■ Entries provided ■

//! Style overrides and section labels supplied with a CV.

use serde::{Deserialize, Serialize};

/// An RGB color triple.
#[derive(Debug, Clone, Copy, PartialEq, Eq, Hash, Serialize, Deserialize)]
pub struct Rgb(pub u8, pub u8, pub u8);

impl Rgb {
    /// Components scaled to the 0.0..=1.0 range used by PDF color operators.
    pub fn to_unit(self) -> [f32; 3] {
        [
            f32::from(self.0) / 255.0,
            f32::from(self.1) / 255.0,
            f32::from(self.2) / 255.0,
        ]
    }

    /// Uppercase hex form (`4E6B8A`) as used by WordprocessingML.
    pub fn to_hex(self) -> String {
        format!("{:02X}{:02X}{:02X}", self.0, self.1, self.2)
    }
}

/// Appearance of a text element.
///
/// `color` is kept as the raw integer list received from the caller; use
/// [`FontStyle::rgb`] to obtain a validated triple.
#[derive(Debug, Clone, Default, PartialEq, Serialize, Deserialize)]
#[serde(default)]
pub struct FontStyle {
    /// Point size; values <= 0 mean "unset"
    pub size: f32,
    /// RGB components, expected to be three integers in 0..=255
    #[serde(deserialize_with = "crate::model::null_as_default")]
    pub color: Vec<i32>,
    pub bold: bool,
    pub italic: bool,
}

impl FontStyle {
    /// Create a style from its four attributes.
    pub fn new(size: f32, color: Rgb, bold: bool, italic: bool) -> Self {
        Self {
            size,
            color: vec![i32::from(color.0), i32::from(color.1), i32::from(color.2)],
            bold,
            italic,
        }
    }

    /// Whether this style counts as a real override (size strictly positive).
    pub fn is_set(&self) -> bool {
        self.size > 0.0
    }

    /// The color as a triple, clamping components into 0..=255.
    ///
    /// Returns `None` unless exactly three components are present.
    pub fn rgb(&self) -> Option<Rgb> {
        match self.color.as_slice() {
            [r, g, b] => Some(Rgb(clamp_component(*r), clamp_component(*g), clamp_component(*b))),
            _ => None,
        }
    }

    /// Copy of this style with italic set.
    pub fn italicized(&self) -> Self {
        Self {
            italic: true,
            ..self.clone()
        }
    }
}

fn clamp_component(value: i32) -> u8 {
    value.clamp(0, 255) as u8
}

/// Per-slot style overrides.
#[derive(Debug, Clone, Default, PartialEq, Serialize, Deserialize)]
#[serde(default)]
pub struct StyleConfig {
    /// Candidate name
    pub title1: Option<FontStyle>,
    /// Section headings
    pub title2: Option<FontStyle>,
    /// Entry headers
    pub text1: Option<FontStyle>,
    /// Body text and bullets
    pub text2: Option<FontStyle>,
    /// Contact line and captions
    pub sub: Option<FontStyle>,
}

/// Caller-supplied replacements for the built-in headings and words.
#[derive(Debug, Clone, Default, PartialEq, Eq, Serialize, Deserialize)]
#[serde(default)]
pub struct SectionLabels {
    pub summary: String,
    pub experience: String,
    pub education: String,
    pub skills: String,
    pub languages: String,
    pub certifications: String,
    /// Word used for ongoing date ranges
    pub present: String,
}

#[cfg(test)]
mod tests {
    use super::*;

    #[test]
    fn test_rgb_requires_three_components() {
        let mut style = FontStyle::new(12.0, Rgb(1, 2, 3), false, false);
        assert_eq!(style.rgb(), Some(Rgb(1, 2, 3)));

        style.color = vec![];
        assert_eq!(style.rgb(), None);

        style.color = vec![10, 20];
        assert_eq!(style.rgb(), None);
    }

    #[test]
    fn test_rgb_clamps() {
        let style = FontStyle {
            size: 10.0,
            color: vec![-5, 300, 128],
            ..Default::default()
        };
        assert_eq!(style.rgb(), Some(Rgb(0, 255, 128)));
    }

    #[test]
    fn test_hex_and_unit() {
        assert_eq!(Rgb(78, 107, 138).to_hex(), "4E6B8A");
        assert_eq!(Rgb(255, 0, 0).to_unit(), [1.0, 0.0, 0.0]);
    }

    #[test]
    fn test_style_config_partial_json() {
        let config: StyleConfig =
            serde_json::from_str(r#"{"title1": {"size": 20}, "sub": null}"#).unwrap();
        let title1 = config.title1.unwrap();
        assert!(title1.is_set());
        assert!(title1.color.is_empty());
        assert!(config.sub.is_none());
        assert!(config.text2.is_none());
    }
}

■ What needs to be done ■
Every line of the listing that includes the word "headings" forms the answer.

■ Result of this exercise ■
    /// Section headings
/// Caller-supplied replacements for the built-in headings and words.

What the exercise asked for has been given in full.